If a bride-to-be opts for further FGM, the operation, usually carried out by midwives, can involve cutting away more of the labia and re-stitching the vagina.
‘Couldn’t walk for days’
“It was so painful and I had to go and stay with a friend of mine for days until I recovered because I didn’t want my mother to know,” said Maha, which is not her real name so that her identity can be protected.
“Urinating was an issue and I couldn’t walk properly in the first few days.”
Maha underwent the operation with two months to go to her wedding to a man “a little bit older” than herself.
“He will never have trust me if he discovers that I have had sex before our marriage,” she said.
“He would ban me from going out or even using the phone.”
The university graduate in her 20s comes from a state in northern Sudan, which bans FGM.
But the practice is still widely carried out – 87% of Sudanese women aged between 14 and 49 have undergone some form of FGM, according to the UN.
And even though Maha works in the capital, Khartoum – which has not outlawed circumcision – she chose to go home to have the operation secretly at a midwife’s house.
She knows the midwife, who agreed to do the operation for a little less than the 5,000 Sudanese pound fee (about $110; £85) that is usually charged.
‘I cut as I need the money’
In many cultures where virginity before marriage is important, women opt to have surgery to reconstruct their hymen, a thin layer of tissue that partially covers the opening of the vagina, to hide any sign of past sexual activity.
But “hymenoplasty”, as the operation is called, needs to be performed by a surgeon and is not widely available in Sudan – and I’m told only one clinic offers it strictly for married women only.

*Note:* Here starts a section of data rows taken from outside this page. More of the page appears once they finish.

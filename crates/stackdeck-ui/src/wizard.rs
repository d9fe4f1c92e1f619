//! Interactive terminal driver over a [`WizardSession`].

use crate::render;
use anyhow::Result;
use console::style;
use dialoguer::{Input, MultiSelect, Select};
use stackdeck_wizard::tree::{CheckState, NodeKind};
use stackdeck_wizard::{Origin, SelectMode, Step, WizardSession};

/// How the operator left the wizard.
#[derive(Debug, Clone, Copy, PartialEq, Eq)]
pub enum Outcome {
    Confirmed,
    Cancelled,
}

enum Nav {
    Next,
    Back,
    Submit,
    Quit,
}

/// Walk the operator through every step until they confirm the summary
/// or quit. Blocked transitions are reported and the step is shown again.
pub fn drive(session: &mut WizardSession) -> Result<Outcome> {
    loop {
        render::print_progress(&session.view());
        let nav = match session.current_step() {
            Step::Community => community_step(session)?,
            Step::Platform => platform_step(session)?,
            Step::AppType => app_type_step(session)?,
            Step::Applications => applications_step(session)?,
            Step::Summary => summary_step(session)?,
        };
        match nav {
            Nav::Next => {
                if let Err(e) = session.next() {
                    println!("{} {e}", style("!").yellow().bold());
                }
            }
            Nav::Back => {
                session.previous()?;
            }
            Nav::Submit => return Ok(Outcome::Confirmed),
            Nav::Quit => return Ok(Outcome::Cancelled),
        }
    }
}

fn community_step(session: &mut WizardSession) -> Result<Nav> {
    let view = session.view();
    let mut labels: Vec<String> = view.options.iter().map(|o| o.label.clone()).collect();
    labels.push("(Quit)".into());
    let default = view.options.iter().position(|o| o.selected).unwrap_or(0);

    let picked = Select::new()
        .with_prompt("Select community")
        .items(&labels)
        .default(default)
        .interact()?;
    let Some(option) = view.options.get(picked) else {
        return Ok(Nav::Quit);
    };
    session.select_community(&option.id)?;
    Ok(Nav::Next)
}

/// Returns the ids the operator picked among `view.options`.
fn pick_options(session: &WizardSession, prompt: &str) -> Result<Vec<String>> {
    let view = session.view();
    let labels: Vec<&str> = view.options.iter().map(|o| o.label.as_str()).collect();
    let picked = match session.mode() {
        SelectMode::Multi => {
            let defaults: Vec<bool> = view.options.iter().map(|o| o.selected).collect();
            MultiSelect::new()
                .with_prompt(format!("{prompt} (space to toggle, enter to confirm)"))
                .items(&labels)
                .defaults(&defaults)
                .interact()?
        }
        SelectMode::Single => {
            let default = view.options.iter().position(|o| o.selected).unwrap_or(0);
            vec![Select::new()
                .with_prompt(prompt)
                .items(&labels)
                .default(default)
                .interact()?]
        }
    };
    Ok(picked
        .into_iter()
        .filter_map(|i| view.options.get(i).map(|o| o.id.clone()))
        .collect())
}

fn platform_step(session: &mut WizardSession) -> Result<Nav> {
    let picked = pick_options(session, "Select platforms")?;
    session.set_platforms(picked)?;
    navigate(false)
}

fn app_type_step(session: &mut WizardSession) -> Result<Nav> {
    let picked = pick_options(session, "Select application types")?;
    session.set_app_types(picked)?;
    navigate(false)
}

struct Leaf {
    origin: Origin,
    name: String,
    version: String,
    archive: String,
    checked: bool,
}

fn leaves(session: &WizardSession) -> Vec<Leaf> {
    session
        .tree()
        .nodes()
        .iter()
        .filter_map(|n| match &n.kind {
            NodeKind::App {
                origin,
                name,
                version,
                archive,
            } => Some(Leaf {
                origin: origin.clone(),
                name: name.clone(),
                version: version.clone(),
                archive: archive.clone(),
                checked: n.state == CheckState::Checked,
            }),
            _ => None,
        })
        .collect()
}

fn leaf_label(leaf: &Leaf) -> String {
    match &leaf.origin.platform {
        Some(p) => format!("{} / {} / {}", p.to_uppercase(), leaf.origin.app_type.to_uppercase(), leaf.name),
        None => format!("{} / {}", leaf.origin.app_type.to_uppercase(), leaf.name),
    }
}

fn applications_step(session: &mut WizardSession) -> Result<Nav> {
    render::print_tree(session.tree());
    println!();

    let current = leaves(session);
    let labels: Vec<String> = current.iter().map(leaf_label).collect();
    let defaults: Vec<bool> = current.iter().map(|l| l.checked).collect();
    let picked = MultiSelect::new()
        .with_prompt("Select applications (space to toggle, enter to confirm)")
        .items(&labels)
        .defaults(&defaults)
        .interact()?;

    for (i, leaf) in current.iter().enumerate() {
        let wanted = picked.contains(&i);
        if wanted != leaf.checked {
            session.set_app_checked(&leaf.origin, &leaf.name, wanted)?;
        }
    }

    for leaf in leaves(session).into_iter().filter(|l| l.checked) {
        let label = leaf_label(&leaf);
        let version: String = Input::new()
            .with_prompt(format!("{label} version"))
            .with_initial_text(leaf.version.clone())
            .validate_with(|v: &String| {
                if v.trim().is_empty() {
                    Err("a version is required")
                } else if v.contains(['|', ':']) {
                    Err("'|' and ':' are not allowed")
                } else {
                    Ok(())
                }
            })
            .interact_text()?;
        session.set_version(&leaf.origin, &leaf.name, &version)?;

        let archive: String = Input::new()
            .with_prompt(format!("{label} archive (optional)"))
            .with_initial_text(leaf.archive.clone())
            .allow_empty(true)
            .interact_text()?;
        session.set_archive(&leaf.origin, &leaf.name, &archive)?;
    }

    navigate(false)
}

fn summary_step(session: &mut WizardSession) -> Result<Nav> {
    render::print_summary(&session.summary());
    navigate(true)
}

fn navigate(on_summary: bool) -> Result<Nav> {
    let items: &[&str] = if on_summary {
        &["Submit", "Back", "Quit"]
    } else {
        &["Continue", "Back", "Quit"]
    };
    let picked = Select::new()
        .with_prompt("Next")
        .items(items)
        .default(0)
        .interact()?;
    Ok(match (picked, on_summary) {
        (0, true) => Nav::Submit,
        (0, false) => Nav::Next,
        (1, _) => Nav::Back,
        _ => Nav::Quit,
    })
}

/// Ask whether a failed submission should be tried again.
pub fn confirm_retry(error: &str) -> Result<bool> {
    println!("{} {error}", style("Submission failed:").red().bold());
    Ok(dialoguer::Confirm::new()
        .with_prompt("Retry with the same selection?")
        .default(true)
        .interact()?)
}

So stitching to tighten the vaginal opening is the best option. Some midwives also like to cut away more of the labia or other vaginal folds to “tidy things up” during the operation.
Gynaecologist Dr Sawsan Said, a campaigner to eradicate FGM in Sudan, says: “Any changes to the female genitals are considered FGM, whether it’s stitching or piercing”.

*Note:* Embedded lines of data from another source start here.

impl WizardSession {
    pub fn new(catalog: Arc<Catalog>, mode: SelectMode) -> Self {
        Self {
            catalog,
            mode,
            phase: SessionPhase::Editing,
            selection: Selection::default(),
            tree: CheckboxTree::new(""),
            steps: StepController::new(),
        }
    }

    /// Start from a previously stored token sequence. The session lands on
    /// the summary when the stored selection is still complete, otherwise
    /// on the first step needing input.
    pub fn hydrate<S: AsRef<str>>(
        catalog: Arc<Catalog>,
        mode: SelectMode,
        community: Option<&str>,
        tokens: &[S],
    ) -> (Self, Vec<SkippedToken>) {
        let decoded = codec::decode(&catalog, community, tokens);
        let mut skipped = decoded.skipped;
        let mut session = Self::new(catalog, mode);
        session.selection = decoded.selection;
        let stored = session.selection.apps.clone();
        if mode == SelectMode::Single {
            session.selection.platforms.truncate(1);
            session.selection.app_types.truncate(1);
        }
        session.rebuild_tree();

        for app in stored {
            if session.selection.find_app(&app.origin(), &app.app).is_some() {
                continue;
            }
            let reason = match &app.platform {
                Some(p) if !session.selection.platforms.contains(p) => format!(
                    "single-select keeps only platform '{}'",
                    session.selection.platforms.join("")
                ),
                _ => format!(
                    "single-select keeps only application type '{}'",
                    session.selection.app_types.join("")
                ),
            };
            tracing::warn!(app = %app.app, %reason, "stored selection dropped");
            skipped.push(SkippedToken {
                token: codec::encode_app(&app),
                reason,
            });
        }

        let step = session.steps.resume(&session.catalog, &session.selection);
        tracing::debug!(?step, apps = session.selection.apps.len(), "session hydrated");
        (session, skipped)
    }

    pub fn catalog(&self) -> &Catalog {
        &self.catalog
    }

    pub fn selection(&self) -> &Selection {
        &self.selection
    }

    pub fn tree(&self) -> &CheckboxTree {
        &self.tree
    }

    pub fn current_step(&self) -> Step {
        self.steps.current()
    }

    pub fn phase(&self) -> SessionPhase {
        self.phase
    }

    pub fn mode(&self) -> SelectMode {
        self.mode
    }

    fn ensure_editable(&self) -> Result<(), WizardError> {
        match self.phase {
            SessionPhase::Editing => Ok(()),
            SessionPhase::Submitting => Err(WizardError::SubmissionInProgress),
            SessionPhase::Submitted => Err(WizardError::AlreadySubmitted),
        }
    }

    pub fn select_community(&mut self, community: &str) -> Result<(), WizardError> {
        self.ensure_editable()?;
        if self.catalog.community(community).is_none() {
            return Err(WizardError::UnknownCommunity(community.to_string()));
        }
        if self.selection.set_community(community) {
            tracing::debug!(community, "community changed");
            self.steps.invalidate_from(Step::Platform, &self.catalog, &self.selection);
            self.rebuild_tree();
        }
        Ok(())
    }

    pub fn toggle_platform(&mut self, platform: &str) -> Result<(), WizardError> {
        let next = toggled(&self.selection.platforms, platform, self.mode);
        self.set_platforms(next)
    }

    pub fn set_platforms(&mut self, platforms: Vec<String>) -> Result<(), WizardError> {
        self.ensure_editable()?;
        if self.mode == SelectMode::Single && platforms.len() > 1 {
            return Err(WizardError::SingleChoice("platform"));
        }
        let visible = resolve_visible(&self.catalog, &self.selection);
        if let Some(unknown) = platforms.iter().find(|p| !visible.platforms.contains(p)) {
            return Err(WizardError::NotOffered(unknown.clone()));
        }
        if self.selection.set_platforms(platforms) {
            tracing::debug!(platforms = ?self.selection.platforms, "platforms changed");
            self.steps.invalidate_from(Step::AppType, &self.catalog, &self.selection);
            self.rebuild_tree();
        }
        Ok(())
    }

    pub fn toggle_app_type(&mut self, app_type: &str) -> Result<(), WizardError> {
        let next = toggled(&self.selection.app_types, app_type, self.mode);
        self.set_app_types(next)
    }

    pub fn set_app_types(&mut self, app_types: Vec<String>) -> Result<(), WizardError> {
        self.ensure_editable()?;
        if self.mode == SelectMode::Single && app_types.len() > 1 {
            return Err(WizardError::SingleChoice("application type"));
        }
        let visible = resolve_visible(&self.catalog, &self.selection);
        if let Some(unknown) = app_types.iter().find(|t| !visible.app_types.contains(t)) {
            return Err(WizardError::NotOffered(unknown.clone()));
        }
        if self.selection.set_app_types(app_types) {
            tracing::debug!(app_types = ?self.selection.app_types, "app types changed");
            self.steps.invalidate_from(Step::Applications, &self.catalog, &self.selection);
            self.rebuild_tree();
        }
        Ok(())
    }

    pub fn set_app_checked(&mut self, origin: &Origin, app: &str, checked: bool) -> Result<(), WizardError> {
        let leaf = self.leaf(origin, app)?;
        self.set_node_checked(leaf, checked)
    }

    pub fn set_node_checked(&mut self, node: NodeId, checked: bool) -> Result<(), WizardError> {
        self.ensure_editable()?;
        self.tree.set_checked(node, checked)?;
        self.after_app_change();
        Ok(())
    }

    pub fn set_version(&mut self, origin: &Origin, app: &str, version: &str) -> Result<(), WizardError> {
        self.ensure_editable()?;
        let version = version.trim();
        if version.contains([codec::FIELD_DELIMITER, codec::DETAIL_DELIMITER, '\n']) {
            return Err(WizardError::InvalidValue {
                field: "version",
                forbidden: "'|', ':' or line breaks",
            });
        }
        let leaf = self.leaf(origin, app)?;
        self.tree.set_version(leaf, version)?;
        self.after_app_change();
        Ok(())
    }

    pub fn set_archive(&mut self, origin: &Origin, app: &str, archive: &str) -> Result<(), WizardError> {
        self.ensure_editable()?;
        let archive = archive.trim();
        if archive.contains('\n') {
            return Err(WizardError::InvalidValue {
                field: "archive",
                forbidden: "line breaks",
            });
        }
        let leaf = self.leaf(origin, app)?;
        self.tree.set_archive(leaf, archive)?;
        self.after_app_change();
        Ok(())
    }

    /// Validate the current step, advance, and prepare the new step's
    /// options from the current selection.
    pub fn next(&mut self) -> Result<Step, WizardError> {
        self.ensure_editable()?;
        let step = self.steps.next(&self.catalog, &self.selection)?;
        self.prepare();
        Ok(step)
    }

    pub fn previous(&mut self) -> Result<Step, WizardError> {
        self.ensure_editable()?;
        Ok(self.steps.previous(&self.catalog, &self.selection))
    }

    /// Discard everything and start over. Not allowed mid-submission.
    pub fn reset(&mut self) -> Result<(), WizardError> {
        if self.phase == SessionPhase::Submitting {
            return Err(WizardError::SubmissionInProgress);
        }
        *self = Self::new(Arc::clone(&self.catalog), self.mode);
        Ok(())
    }

    pub fn apply(&mut self, action: WizardAction) -> Result<(), WizardError> {
        match action {
            WizardAction::SelectCommunity { community } => self.select_community(&community),
            WizardAction::TogglePlatform { platform } => self.toggle_platform(&platform),
            WizardAction::SetPlatforms { platforms } => self.set_platforms(platforms),
            WizardAction::ToggleAppType { app_type } => self.toggle_app_type(&app_type),
            WizardAction::SetAppTypes { app_types } => self.set_app_types(app_types),
            WizardAction::SetApp {
                platform,
                app_type,
                app,
                checked,
            } => self.set_app_checked(&Origin::new(platform.as_deref(), &app_type), &app, checked),
            WizardAction::SetNode { node, checked } => self.set_node_checked(node, checked),
            WizardAction::SetVersion {
                platform,
                app_type,
                app,
                version,
            } => self.set_version(&Origin::new(platform.as_deref(), &app_type), &app, &version),
            WizardAction::SetArchive {
                platform,
                app_type,
                app,
                archive,
            } => self.set_archive(&Origin::new(platform.as_deref(), &app_type), &app, &archive),
            WizardAction::Next => self.next().map(|_| ()),
            WizardAction::Previous => self.previous().map(|_| ()),
            WizardAction::Reset => self.reset(),
        }
    }

    /// Lock the session and hand out what should be submitted.
    pub fn begin_submit(&mut self) -> Result<SubmissionPayload, WizardError> {
        self.ensure_editable()?;
        if self.steps.current() != Step::Summary {
            return Err(WizardError::NotOnSummary);
        }
        for step in Step::ALL {
            steps::validate(step, &self.catalog, &self.selection)?;
        }
        self.phase = SessionPhase::Submitting;
        Ok(self.payload())
    }

    /// Unlock after the sink answered. A failure leaves the selection as
    /// it was so the operator can retry.
    pub fn finish_submit(&mut self, succeeded: bool) {
        if self.phase != SessionPhase::Submitting {
            return;
        }
        self.phase = if succeeded {
            tracing::info!(
                community = ?self.selection.community,
                apps = self.selection.apps.len(),
                "stack selection submitted"
            );
            SessionPhase::Submitted
        } else {
            tracing::warn!("stack submission failed; selection kept for retry");
            SessionPhase::Editing
        };
    }

    pub fn payload(&self) -> SubmissionPayload {
        SubmissionPayload {
            community: self.selection.community.clone().unwrap_or_default(),
            platforms: self.selection.platforms.clone(),
            app_types: self.selection.app_types.clone(),
            selections: codec::encode(&self.selection),
        }
    }

    pub fn summary(&self) -> Summary {
        Summary {
            community: self
                .selection
                .community
                .as_deref()
                .unwrap_or_default()
                .to_uppercase(),
            platforms: self.selection.platforms.iter().map(|p| p.to_uppercase()).collect(),
            app_types: self.selection.app_types.iter().map(|t| t.to_uppercase()).collect(),
            apps: self
                .selection
                .apps
                .iter()
                .map(|a| SummaryApp {
                    name: a.app.clone(),
                    platform: a.platform.clone(),
                    app_type: a.app_type.clone(),
                    version: a.version.clone(),
                    archive: (!a.archive.is_empty()).then(|| a.archive.clone()),
                })
                .collect(),
        }
    }

    pub fn view(&self) -> WizardView {
        let step = self.steps.current();
        let visible = resolve_visible(&self.catalog, &self.selection);
        let option = |id: &str, selected: bool| OptionView {
            id: id.to_string(),
            label: id.to_uppercase(),
            selected,
        };
        let options = match step {
            Step::Community => self
                .catalog
                .communities()
                .iter()
                .map(|c| option(&c.id, self.selection.community.as_deref() == Some(c.id.as_str())))
                .collect(),
            Step::Platform => visible
                .platforms
                .iter()
                .map(|p| option(p, self.selection.platforms.contains(p)))
                .collect(),
            Step::AppType => visible
                .app_types
                .iter()
                .map(|t| option(t, self.selection.app_types.contains(t)))
                .collect(),
            Step::Applications | Step::Summary => Vec::new(),
        };
        let on_summary = step == Step::Summary;

        WizardView {
            step,
            phase: self.phase,
            mode: self.mode,
            progress: self
                .steps
                .progress(&self.catalog, &self.selection)
                .into_iter()
                .map(|(step, status)| ProgressEntry {
                    step,
                    number: step.number(),
                    title: step.title(),
                    status,
                })
                .collect(),
            community: self.selection.community.clone(),
            options,
            tree: if step == Step::Applications {
                self.tree.nodes().to_vec()
            } else {
                Vec::new()
            },
            summary: on_summary.then(|| self.summary()),
            selections: if on_summary {
                codec::encode(&self.selection)
            } else {
                Vec::new()
            },
            blocked_by: steps::validate(step, &self.catalog, &self.selection)
                .err()
                .map(|e| e.to_string()),
            can_go_back: step != Step::Community && self.phase == SessionPhase::Editing,
            can_submit: on_summary && self.phase == SessionPhase::Editing,
        }
    }

    fn leaf(&self, origin: &Origin, app: &str) -> Result<NodeId, WizardError> {
        self.tree
            .leaf(origin, app)
            .ok_or_else(|| WizardError::NotOffered(app.to_string()))
    }

    fn after_app_change(&mut self) {
        self.selection.apps = self.tree.checked_apps();
        self.steps.invalidate_from(Step::Applications, &self.catalog, &self.selection);
    }

    /// Re-derive the options of the step just entered, keeping whatever
    /// earlier choices are still compatible.
    fn prepare(&mut self) {
        prune(&self.catalog, &mut self.selection);
        self.rebuild_tree();
    }

    fn rebuild_tree(&mut self) {
        self.tree = CheckboxTree::from_selection(&self.catalog, &self.selection);
        self.selection.apps = self.tree.checked_apps();
    }
}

However, none of the procedures can be carried out in hospitals, even in Khartoum, as the Sudanese Medical Council does not allow them.

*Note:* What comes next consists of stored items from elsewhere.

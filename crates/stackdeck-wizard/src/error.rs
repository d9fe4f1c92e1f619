use thiserror::Error;

#[derive(Error, Debug, Clone, PartialEq, Eq)]
pub enum CatalogError {
    #[error("catalog has no communities")]
    Empty,

    #[error("malformed catalog at '{path}': {message}")]
    Malformed { path: String, message: String },

    #[error("duplicate identifier '{id}' under '{parent}'")]
    Duplicate { parent: String, id: String },

    #[error("invalid identifier '{0}': must be non-empty and free of '|', ':' and newlines")]
    InvalidId(String),

    #[error("community '{0}' offers no application")]
    Unreachable(String),
}

/// A step cannot be left because required input is missing.
#[derive(Error, Debug, Clone, PartialEq, Eq)]
pub enum ValidationError {
    #[error("select a community")]
    MissingCommunity,

    #[error("select at least one platform")]
    MissingPlatform,

    #[error("select at least one application type")]
    MissingAppType,

    #[error("select at least one application")]
    NoApplications,

    #[error("enter a version for {0}")]
    MissingVersion(String),
}

#[derive(Error, Debug, Clone, PartialEq, Eq)]
pub enum CodecError {
    #[error("expected 4 '|'-separated fields, found {0}")]
    FieldCount(usize),

    #[error("empty {0} field")]
    EmptyField(&'static str),
}

#[derive(Error, Debug, Clone, PartialEq, Eq)]
pub enum WizardError {
    #[error(transparent)]
    Validation(#[from] ValidationError),

    #[error("unknown community '{0}'")]
    UnknownCommunity(String),

    #[error("'{0}' is not offered by the current selection")]
    NotOffered(String),

    #[error("only one {0} can be selected")]
    SingleChoice(&'static str),

    #[error("application '{0}' is not selected")]
    AppNotSelected(String),

    #[error("unknown tree node {0}")]
    UnknownNode(usize),

    #[error("{field} cannot contain {forbidden}")]
    InvalidValue {
        field: &'static str,
        forbidden: &'static str,
    },

    #[error("already on the last step")]
    NoNextStep,

    #[error("submission is only possible from the summary step")]
    NotOnSummary,

    #[error("a submission is in progress")]
    SubmissionInProgress,

    #[error("the wizard has already been submitted")]
    AlreadySubmitted,
}

#[derive(Error, Debug)]
pub enum SubmitError {
    #[error("submission rejected: {0}")]
    Rejected(String),

    #[error("submission failed: {0}")]
    Transport(String),

    #[error(transparent)]
    Store(#[from] stackdeck_core::AppError),
}
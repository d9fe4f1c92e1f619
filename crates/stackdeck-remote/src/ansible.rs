use stackdeck_core::AppError;
use std::time::Duration;
use tokio::process::Command;

const ANSIBLE_TIMEOUT: Duration = Duration::from_secs(60);

/// `ansible <host> -m shell -a "<command>"`.
pub fn ad_hoc_command(host: &str, command: &str) -> String {
    format!("ansible {host} -m shell -a \"{command}\"")
}

/// Run a shell line through `bash -c` and return stdout. A non-zero exit
/// is an error carrying stderr.
pub async fn run_shell(line: &str) -> Result<String, AppError> {
    tracing::debug!(command = line, "running status command");
    let output = tokio::time::timeout(
        ANSIBLE_TIMEOUT,
        Command::new("bash").arg("-c").arg(line).output(),
    )
    .await
    .map_err(|_| AppError::Timeout(format!("'{line}' to finish")))??;

    if !output.status.success() {
        let stderr = String::from_utf8_lossy(&output.stderr).trim().to_string();
        let details = if stderr.is_empty() {
            format!("exited with {}", output.status)
        } else {
            stderr
        };
        return Err(AppError::Remote(details));
    }
    Ok(String::from_utf8_lossy(&output.stdout).into_owned())
}

#[cfg(test)]
mod tests {
    use super::*;

    #[test]
    fn builds_the_ad_hoc_line() {
        assert_eq!(
            ad_hoc_command("local", "docker-compose ps"),
            "ansible local -m shell -a \"docker-compose ps\""
        );
    }

    #[tokio::test]
    async fn captures_stdout() {
        let out = run_shell("printf 'hello'").await.expect("run");
        assert_eq!(out, "hello");
    }

    #[tokio::test]
    async fn failure_carries_stderr() {
        let err = run_shell("echo nope >&2; exit 3").await.expect_err("must fail");
        assert!(matches!(err, AppError::Remote(ref d) if d == "nope"));
    }
}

It would fire any midwife caught doing so and confiscate her equipment.
Yet at three hospitals I visited, midwives were happy to offer me the various procedures.
One even spoke openly about it in front of other nurses and showed me the rooms where it could be performed.
“Do you want me to cut part of the clitoris? If you don’t want me to touch it, I won’t… but I will make you perfect by cutting a bit of the external labia and stitch them together,” she said
Another midwife said she was loath to do them, but sometimes did so as she needed the money.
“I did an infibulation the other day to an 18-year-old girl, who was raped by her cousin. Her mother came here and cried, so I wanted to help them,” she said.
“I took an oath to the Saleema Initiative to never cut women or girls again, but I only do it from time to time because I am raising my grandchildren, whose mother passed away, and I need to pay for their school fees.”
The Saleema scheme is a UN-backed project launched in 2008 to stop the practice of FGM in Sudan.
But it has a long way to go to change attitudes, especially in a conservative society.
“I wish my future wife would be virgin,” a single man in Khartoum told me, saying he would suspect her of cheating on him otherwise.
This is a very common attitude across Sudan, where men expect women to be “stitched”.
Yet anti-FGM campaigners are hopeful that things will change given that last month the country repealed a restrictive public order law that controlled how women acted and dressed in public, including banning women from wearing trousers.
It was introduced during the nearly 30-year rule of Omar al-Bashir, who was deposed as president in a coup earlier this year after mass street protests.
Under the public order law, the authorities had sweeping powers to control what women wore, whom they spoke to and saw, and any job they might hold – with any perceived offender facing punishment by flogging, or in rare cases stoning and even execution.
Nahid Toubia, the founder of An Lan initiative – a campaign group to eradicate FGM from Sudan – says young women today are “way more advanced” when compared to their parents’ generation.
“They are in conflict – they feel they have the right to have sex but also they have to compromise by re-stitching themselves or even by wearing the hijab.”